Ōsaka 12th district (大阪12区 Ōsaka jūni-ku) is a single-member electoral district for the House of Representatives, the lower house of the National Diet of Japan. It is located in North-eastern Osaka and covers the cities of Neyagawa, Daitō and Shijōnawate. As of September 2012, 342,226 voters were registered district, giving its voters slightly above average vote weight.

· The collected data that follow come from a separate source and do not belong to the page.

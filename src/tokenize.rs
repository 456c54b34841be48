// Sentiment tokenizer.
//
// Lower-cases the input, drops a fixed set of punctuation characters, and
// splits on whitespace. Apostrophes and hyphens are kept so contractions like
// "don't" and compounds like "well-known" survive as one token. The blacklist
// filter does its own splitting and never goes through here.

/// Characters removed before splitting.
const STRIPPED: &[char] = &[
    '.', ',', '/', '#', '!', '$', '%', '^', '&', '*', ';', ':', '{', '}', '=', '_', '`', '"', '~',
    '(', ')',
];

/// Split `text` into lower-case word tokens, in order.
pub fn tokenize(text: &str) -> Vec<String> {
    let cleaned: String = text
        .to_lowercase()
        .chars()
        .filter(|c| !STRIPPED.contains(c))
        .collect();

    cleaned.split_whitespace().map(str::to_string).collect()
}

The most recent representative from the district was LDP's Tomokatsu Kitagawa (the son of pre-reform three-member 7th district LDP Representative Ishimatsu Kitagawa). In 2012, he was one of only three Liberal Democrats in Osaka to win a district seat. He had first won the seat in the "postal privatization" election of 2005. The first incumbent was Democrat Shinji Tarutoko who had first been elected to the House of Representatives in 1993 in the 7th district for the Japan New Party. After the electoral reform, he won the new single-member 12th district three times in a row before losing it to Kitagawa in 2005. In the landslide Democratic victory of 2009, Tarutoko regained the 12th district by a solid margin. He founded his own faction (Tarutoko group, officially: Seizankai) in 2010, ran for the DPJ presidency in 2010, became DPJ vice-secretary-general in 2011 and a minister of state in the Noda Cabinet in 2012. In 2012, he only finished third behind Kitagawa and Your Party's Ryōma Ishii. Kitagawa died mid-term on 26 December 2018, triggering a by-election in April 2019. Kitagawa's nephew, Shinpei Kitagawa, ran in 2019 and 2021 but lost both times to Ishin candidate Fumitake Fujita.

List of representatives

Recent election results

References 

Politics of Osaka Prefecture
Districts of the House of Representatives (Japan)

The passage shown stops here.